__Exercise aim__:
From the entries below, please gather each line containing the string "matches".

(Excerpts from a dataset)
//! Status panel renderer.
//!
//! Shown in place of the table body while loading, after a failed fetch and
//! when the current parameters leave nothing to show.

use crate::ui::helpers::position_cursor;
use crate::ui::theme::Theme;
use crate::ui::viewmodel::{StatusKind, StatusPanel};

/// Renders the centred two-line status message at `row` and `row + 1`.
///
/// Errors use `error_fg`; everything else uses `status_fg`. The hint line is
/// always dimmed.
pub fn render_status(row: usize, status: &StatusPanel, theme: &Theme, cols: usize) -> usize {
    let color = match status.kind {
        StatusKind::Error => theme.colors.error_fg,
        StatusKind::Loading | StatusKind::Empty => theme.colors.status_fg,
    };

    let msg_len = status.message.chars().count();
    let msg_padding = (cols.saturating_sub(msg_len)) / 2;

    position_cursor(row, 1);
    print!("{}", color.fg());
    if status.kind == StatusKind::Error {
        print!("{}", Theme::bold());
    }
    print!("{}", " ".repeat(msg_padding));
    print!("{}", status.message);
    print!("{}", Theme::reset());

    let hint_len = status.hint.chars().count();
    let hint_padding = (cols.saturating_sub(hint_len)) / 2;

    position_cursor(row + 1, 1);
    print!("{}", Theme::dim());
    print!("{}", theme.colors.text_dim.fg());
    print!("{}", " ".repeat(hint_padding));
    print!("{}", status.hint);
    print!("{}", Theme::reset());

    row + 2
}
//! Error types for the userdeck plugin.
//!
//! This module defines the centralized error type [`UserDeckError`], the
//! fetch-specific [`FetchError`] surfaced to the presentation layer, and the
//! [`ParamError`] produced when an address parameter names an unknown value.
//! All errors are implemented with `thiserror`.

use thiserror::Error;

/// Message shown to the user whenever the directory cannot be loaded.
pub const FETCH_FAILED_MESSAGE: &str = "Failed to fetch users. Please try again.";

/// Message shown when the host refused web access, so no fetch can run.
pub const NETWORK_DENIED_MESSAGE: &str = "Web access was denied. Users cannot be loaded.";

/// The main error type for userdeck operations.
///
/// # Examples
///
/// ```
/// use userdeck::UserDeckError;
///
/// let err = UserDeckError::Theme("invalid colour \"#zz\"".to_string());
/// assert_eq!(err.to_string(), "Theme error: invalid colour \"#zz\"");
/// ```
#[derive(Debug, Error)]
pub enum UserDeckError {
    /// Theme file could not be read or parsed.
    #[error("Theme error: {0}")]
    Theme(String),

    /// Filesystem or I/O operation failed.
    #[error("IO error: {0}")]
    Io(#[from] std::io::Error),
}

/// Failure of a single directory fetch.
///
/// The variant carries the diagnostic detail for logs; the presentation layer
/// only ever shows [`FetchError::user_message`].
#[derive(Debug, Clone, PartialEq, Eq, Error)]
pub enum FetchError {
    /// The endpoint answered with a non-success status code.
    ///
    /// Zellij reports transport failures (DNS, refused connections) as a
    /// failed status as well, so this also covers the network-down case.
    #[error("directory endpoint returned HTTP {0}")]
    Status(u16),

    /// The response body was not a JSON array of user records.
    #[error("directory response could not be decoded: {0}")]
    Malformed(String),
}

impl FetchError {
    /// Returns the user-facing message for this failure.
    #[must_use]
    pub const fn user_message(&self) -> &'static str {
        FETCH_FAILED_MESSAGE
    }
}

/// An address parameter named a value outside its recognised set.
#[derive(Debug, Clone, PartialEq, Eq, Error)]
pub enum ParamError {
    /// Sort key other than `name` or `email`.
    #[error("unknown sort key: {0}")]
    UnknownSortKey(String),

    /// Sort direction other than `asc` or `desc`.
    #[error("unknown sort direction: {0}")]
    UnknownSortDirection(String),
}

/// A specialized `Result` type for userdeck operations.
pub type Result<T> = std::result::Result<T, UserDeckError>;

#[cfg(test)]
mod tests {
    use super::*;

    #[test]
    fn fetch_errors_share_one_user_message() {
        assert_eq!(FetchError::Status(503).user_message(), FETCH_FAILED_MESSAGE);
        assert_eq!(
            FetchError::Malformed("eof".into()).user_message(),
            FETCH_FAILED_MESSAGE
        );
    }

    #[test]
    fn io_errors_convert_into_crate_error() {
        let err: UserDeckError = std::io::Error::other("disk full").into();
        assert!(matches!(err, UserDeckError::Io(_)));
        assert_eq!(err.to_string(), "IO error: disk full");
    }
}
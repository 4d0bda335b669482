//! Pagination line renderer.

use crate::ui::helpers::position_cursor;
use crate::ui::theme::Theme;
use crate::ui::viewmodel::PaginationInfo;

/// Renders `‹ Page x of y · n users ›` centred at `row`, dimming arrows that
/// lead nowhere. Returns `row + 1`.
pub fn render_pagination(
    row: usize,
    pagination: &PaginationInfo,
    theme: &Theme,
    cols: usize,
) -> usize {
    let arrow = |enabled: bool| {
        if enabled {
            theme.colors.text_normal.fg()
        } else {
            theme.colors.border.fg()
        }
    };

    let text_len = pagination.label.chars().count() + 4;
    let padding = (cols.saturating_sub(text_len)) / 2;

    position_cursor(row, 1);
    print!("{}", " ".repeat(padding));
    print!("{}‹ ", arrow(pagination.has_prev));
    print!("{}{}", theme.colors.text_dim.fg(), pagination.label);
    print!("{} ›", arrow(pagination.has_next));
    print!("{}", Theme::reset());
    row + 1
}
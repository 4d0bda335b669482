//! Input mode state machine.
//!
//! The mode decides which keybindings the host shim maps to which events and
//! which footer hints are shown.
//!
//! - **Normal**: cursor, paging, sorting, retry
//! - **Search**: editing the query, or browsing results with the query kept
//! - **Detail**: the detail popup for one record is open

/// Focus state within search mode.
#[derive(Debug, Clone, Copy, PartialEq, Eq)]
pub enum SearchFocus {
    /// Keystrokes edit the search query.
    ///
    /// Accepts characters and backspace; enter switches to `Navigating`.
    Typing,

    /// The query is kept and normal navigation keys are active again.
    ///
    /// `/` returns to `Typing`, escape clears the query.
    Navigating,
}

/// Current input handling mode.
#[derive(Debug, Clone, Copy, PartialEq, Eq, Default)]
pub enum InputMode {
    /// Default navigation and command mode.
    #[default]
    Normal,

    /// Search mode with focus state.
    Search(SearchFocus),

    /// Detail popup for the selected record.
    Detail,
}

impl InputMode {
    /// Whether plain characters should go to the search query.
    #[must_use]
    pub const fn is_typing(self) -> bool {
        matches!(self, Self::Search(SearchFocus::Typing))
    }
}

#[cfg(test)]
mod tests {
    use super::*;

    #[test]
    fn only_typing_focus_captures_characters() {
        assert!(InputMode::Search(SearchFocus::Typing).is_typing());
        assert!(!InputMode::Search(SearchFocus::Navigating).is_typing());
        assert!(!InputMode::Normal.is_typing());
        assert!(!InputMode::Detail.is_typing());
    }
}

__Answer to this exercise__:
        assert!(matches!(err, UserDeckError::Io(_)));
        matches!(self, Self::Search(SearchFocus::Typing))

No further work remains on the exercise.